Page 22 of Esrever Doom


  “Efforts?” Kody asked.

  “Fully understanding the sniffer and orienting on the Bomb will likely take several efforts. Things are seldom as simple as they may appear from a distance.”

  She was probably right. “Night place,” he agreed.

  They looked around. There was a path leading from the beach into the deep woods. “Where would a path lead, except to a residence?” Kody asked.

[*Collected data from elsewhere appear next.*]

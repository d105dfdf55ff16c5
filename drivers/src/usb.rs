use crate::configuration;

/// Vendor request, host to device.
pub const REQUEST_TYPE_OUT: u8 = 0x40;

/// Vendor request, device to host.
pub const REQUEST_TYPE_IN: u8 = 0xc0;

pub const REQUEST_REGISTER: u8 = 0x0c;
pub const REQUEST_BUFFER: u8 = 0x04;

pub const VALUE_BUFFER: u16 = 0x82;
pub const VALUE_SET_REGISTER: u16 = 0x83;
pub const VALUE_READ_REGISTER: u16 = 0x84;

pub const ENDPOINT_OUT: u8 = 2 | libusb1_sys::constants::LIBUSB_ENDPOINT_OUT;
pub const ENDPOINT_IN: u8 = 1 | libusb1_sys::constants::LIBUSB_ENDPOINT_IN;

#[derive(thiserror::Error, Debug, Clone)]
pub enum Error {
    #[error(transparent)]
    Rusb(#[from] rusb::Error),

    #[error("device with name not found")]
    Name(String),

    #[error("device not found")]
    Device,

    #[error("short write ({requested} bytes requested, {written} bytes written)")]
    ShortWrite { requested: usize, written: usize },

    #[error("short read ({requested} bytes requested, {read} bytes read)")]
    ShortRead { requested: usize, read: usize },
}

#[derive(Debug, Copy, Clone, PartialEq, Eq, serde::Serialize, serde::Deserialize)]
pub enum Speed {
    Unknown,
    Low,
    Full,
    High,
    Super,
    SuperPlus,
}

impl From<rusb::Speed> for Speed {
    fn from(speed: rusb::Speed) -> Self {
        match speed {
            rusb::Speed::Low => Self::Low,
            rusb::Speed::Full => Self::Full,
            rusb::Speed::High => Self::High,
            rusb::Speed::Super => Self::Super,
            rusb::Speed::SuperPlus => Self::SuperPlus,
            _ => Self::Unknown,
        }
    }
}

impl std::fmt::Display for Speed {
    fn fmt(&self, formatter: &mut std::fmt::Formatter<'_>) -> std::fmt::Result {
        formatter.write_str(match self {
            Self::Unknown => "USB Unknown speed",
            Self::Low => "USB 1.0 Low Speed (1.5 Mb/s)",
            Self::Full => "USB 1.1 Full Speed (12 Mb/s)",
            Self::High => "USB 2.0 High Speed (480 Mb/s)",
            Self::Super => "USB 3.0 SuperSpeed (5.0 Gb/s)",
            Self::SuperPlus => "USB 3.1 SuperSpeed+ (10.0 Gb/s)",
        })
    }
}

/// Timed USB transfers on an open device.
///
/// This is the subset of `rusb::DeviceHandle` used by the chip driver.
/// Implementing it for another type lets the register layer run without hardware.
pub trait Transport {
    fn write_control(
        &self,
        request_type: u8,
        request: u8,
        value: u16,
        index: u16,
        buffer: &[u8],
        timeout: std::time::Duration,
    ) -> rusb::Result<usize>;

    fn read_control(
        &self,
        request_type: u8,
        request: u8,
        value: u16,
        index: u16,
        buffer: &mut [u8],
        timeout: std::time::Duration,
    ) -> rusb::Result<usize>;

    fn write_bulk(
        &self,
        endpoint: u8,
        buffer: &[u8],
        timeout: std::time::Duration,
    ) -> rusb::Result<usize>;

    fn read_bulk(
        &self,
        endpoint: u8,
        buffer: &mut [u8],
        timeout: std::time::Duration,
    ) -> rusb::Result<usize>;
}

impl<Context: rusb::UsbContext> Transport for rusb::DeviceHandle<Context> {
    fn write_control(
        &self,
        request_type: u8,
        request: u8,
        value: u16,
        index: u16,
        buffer: &[u8],
        timeout: std::time::Duration,
    ) -> rusb::Result<usize> {
        rusb::DeviceHandle::<Context>::write_control(
            self,
            request_type,
            request,
            value,
            index,
            buffer,
            timeout,
        )
    }

    fn read_control(
        &self,
        request_type: u8,
        request: u8,
        value: u16,
        index: u16,
        buffer: &mut [u8],
        timeout: std::time::Duration,
    ) -> rusb::Result<usize> {
        rusb::DeviceHandle::<Context>::read_control(
            self,
            request_type,
            request,
            value,
            index,
            buffer,
            timeout,
        )
    }

    fn write_bulk(
        &self,
        endpoint: u8,
        buffer: &[u8],
        timeout: std::time::Duration,
    ) -> rusb::Result<usize> {
        rusb::DeviceHandle::<Context>::write_bulk(self, endpoint, buffer, timeout)
    }

    fn read_bulk(
        &self,
        endpoint: u8,
        buffer: &mut [u8],
        timeout: std::time::Duration,
    ) -> rusb::Result<usize> {
        rusb::DeviceHandle::<Context>::read_bulk(self, endpoint, buffer, timeout)
    }
}

/// Calls `transfer` until it returns something other than `rusb::Error::Interrupted`.
///
/// `attempts` bounds the total number of calls (0 behaves like 1).
/// Every other error is returned after the first occurrence.
pub fn retry_interrupted<T, Transfer>(
    attempts: u32,
    pause: Option<std::time::Duration>,
    mut transfer: Transfer,
) -> rusb::Result<T>
where
    Transfer: FnMut() -> rusb::Result<T>,
{
    let attempts = attempts.max(1);
    let mut attempt = 1;
    loop {
        match transfer() {
            Err(rusb::Error::Interrupted) if attempt < attempts => {
                attempt += 1;
                if let Some(pause) = pause {
                    std::thread::sleep(pause);
                }
            }
            result => return result,
        }
    }
}

pub fn control_out<Handle: Transport + ?Sized>(
    handle: &Handle,
    configuration: &configuration::Configuration,
    request: u8,
    value: u16,
    buffer: &[u8],
    timeout: std::time::Duration,
) -> Result<(), Error> {
    let written = retry_interrupted(
        configuration.interrupted_attempts,
        Some(configuration.interrupted_pause),
        || handle.write_control(REQUEST_TYPE_OUT, request, value, 0, buffer, timeout),
    )?;
    if written != buffer.len() {
        return Err(Error::ShortWrite {
            requested: buffer.len(),
            written,
        });
    }
    Ok(())
}

pub fn control_in<Handle: Transport + ?Sized>(
    handle: &Handle,
    configuration: &configuration::Configuration,
    request: u8,
    value: u16,
    buffer: &mut [u8],
    timeout: std::time::Duration,
) -> Result<(), Error> {
    let requested = buffer.len();
    let read = retry_interrupted(
        configuration.interrupted_attempts,
        Some(configuration.interrupted_pause),
        || handle.read_control(REQUEST_TYPE_IN, request, value, 0, buffer, timeout),
    )?;
    if read != requested {
        return Err(Error::ShortRead { requested, read });
    }
    Ok(())
}

pub fn bulk_out<Handle: Transport + ?Sized>(
    handle: &Handle,
    configuration: &configuration::Configuration,
    buffer: &[u8],
    timeout: std::time::Duration,
) -> Result<(), Error> {
    let written = retry_interrupted(configuration.interrupted_attempts, None, || {
        handle.write_bulk(ENDPOINT_OUT, buffer, timeout)
    })?;
    if written != buffer.len() {
        return Err(Error::ShortWrite {
            requested: buffer.len(),
            written,
        });
    }
    Ok(())
}

/// Returns the number of bytes read, which may be smaller than the buffer.
pub fn bulk_in<Handle: Transport + ?Sized>(
    handle: &Handle,
    configuration: &configuration::Configuration,
    buffer: &mut [u8],
    timeout: std::time::Duration,
) -> Result<usize, Error> {
    Ok(retry_interrupted(configuration.interrupted_attempts, None, || {
        handle.read_bulk(ENDPOINT_IN, buffer, timeout)
    })?)
}
use super::progress::{ProgressRecord, WatchThresholds};

/// Outcome of looking up saved progress before launching playback.
#[derive(Debug, Clone, Copy, PartialEq)]
pub enum ResumeDecision {
    Restart,
    Resume { at_seconds: f64, percent: f64 },
}

impl ResumeDecision {
    pub fn should_prompt(&self) -> bool {
        matches!(self, ResumeDecision::Resume { .. })
    }

    /// Playback offset to use when the user accepts the prompt.
    pub fn offset_seconds(&self) -> f64 {
        match self {
            ResumeDecision::Restart => 0.0,
            ResumeDecision::Resume { at_seconds, .. } => *at_seconds,
        }
    }

    /// "Continue watching from 12:05 (50%)?"
    pub fn prompt_text(&self) -> Option<String> {
        match self {
            ResumeDecision::Restart => None,
            ResumeDecision::Resume { at_seconds, percent } => Some(format!(
                "Continue watching from {} ({}%)?",
                format_time(*at_seconds),
                percent.round() as u32
            )),
        }
    }
}

/// Pure decision over an optional stored record.
pub fn decide_resume(record: Option<&ProgressRecord>, thresholds: &WatchThresholds) -> ResumeDecision {
    let Some(record) = record else {
        return ResumeDecision::Restart;
    };

    if record.duration <= thresholds.resume_min_duration {
        return ResumeDecision::Restart;
    }
    if !thresholds.is_in_progress(record.progress) {
        return ResumeDecision::Restart;
    }

    ResumeDecision::Resume {
        at_seconds: record.current_time,
        percent: record.progress,
    }
}

/// `m:ss`, or `h:mm:ss` past the hour. Negative/NaN renders as `0:00`.
pub fn format_time(seconds: f64) -> String {
    if !seconds.is_finite() || seconds <= 0.0 {
        return "0:00".to_string();
    }
    let total = seconds.floor() as u64;
    let h = total / 3600;
    let m = (total % 3600) / 60;
    let s = total % 60;
    if h > 0 {
        format!("{}:{:02}:{:02}", h, m, s)
    } else {
        format!("{}:{:02}", m, s)
    }
}

#[cfg(test)]
mod tests {
    use super::*;
    use crate::domain::content::ContentRef;
    use chrono::Utc;

    fn record_at(percent: f64) -> ProgressRecord {
        ProgressRecord::new(ContentRef::movie(42u64), percent * 10.0, 1000.0, Utc::now())
    }

    #[test]
    fn test_no_record_means_restart() {
        assert_eq!(decide_resume(None, &WatchThresholds::default()), ResumeDecision::Restart);
    }

    #[test]
    fn test_threshold_examples() {
        let thresholds = WatchThresholds::default();
        assert_eq!(decide_resume(Some(&record_at(0.5)), &thresholds), ResumeDecision::Restart);
        assert_eq!(
            decide_resume(Some(&record_at(50.0)), &thresholds),
            ResumeDecision::Resume {
                at_seconds: 500.0,
                percent: 50.0
            }
        );
        assert_eq!(decide_resume(Some(&record_at(97.0)), &thresholds), ResumeDecision::Restart);
    }

    #[test]
    fn test_boundaries_are_exclusive() {
        let thresholds = WatchThresholds::default();
        assert_eq!(decide_resume(Some(&record_at(1.0)), &thresholds), ResumeDecision::Restart);
        assert_eq!(decide_resume(Some(&record_at(95.0)), &thresholds), ResumeDecision::Restart);
    }

    #[test]
    fn test_short_media_never_resumes() {
        let record = ProgressRecord::new(ContentRef::movie(1u64), 5.0, 10.0, Utc::now());
        assert_eq!(
            decide_resume(Some(&record), &WatchThresholds::default()),
            ResumeDecision::Restart
        );
    }

    #[test]
    fn test_format_time() {
        assert_eq!(format_time(0.0), "0:00");
        assert_eq!(format_time(-4.0), "0:00");
        assert_eq!(format_time(65.9), "1:05");
        assert_eq!(format_time(725.0), "12:05");
        assert_eq!(format_time(3725.0), "1:02:05");
    }

    #[test]
    fn test_prompt_text_rounds_percent() {
        let decision = ResumeDecision::Resume {
            at_seconds: 725.0,
            percent: 49.6,
        };
        assert_eq!(
            decision.prompt_text().as_deref(),
            Some("Continue watching from 12:05 (50%)?")
        );
        assert_eq!(ResumeDecision::Restart.prompt_text(), None);
    }
}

  The others laughed. “Never trust an innocent path,” Yukay said. “It well might lead to a tangle tree.”

  “What kind of tree?”

  “It’s a good thing you have Companions. Otherwise you’d be dead by now.”

  “Squawk.”

  Yukay looked at Zap. “This nice path does lead to a tangler? Then we’d better show Kody.”

  They followed the path, Zap leading the way, the sniffer puffing along behind. It went to a large green tree with branches that drooped so deeply that they almost looked like tentacles. Ivan picked up a stone and threw it at the tree.

  The tentacles whipped around to catch the rock. Then, disgusted, they dropped it to the ground. But in that moment of disarray Kody had caught a glimpse of the trunk of the tree. It had a big gnarled mouth coated with what looked like dried blood, and there was a pile of broken bones beside it.

  “Now I think I know what a tangle tree is,” Kody said soberly. “I would have blundered into it, alone.”

  They walked back to the beach. “Let’s see if the sniffer can help,” Yukay said.

  Kody looked at the sniffer, which was pacing them while emitting balls of smoke. “It sniffs only bombs,” he reminded her.

  “There are different kinds of bombs,” she reminded him in turn. “We just have to think of an appropriate one.”

  “What about when you’re bombed out?” Ivan asked. “And need a place to sleep it off?”

  “I wonder. Kody, why don’t you try that?”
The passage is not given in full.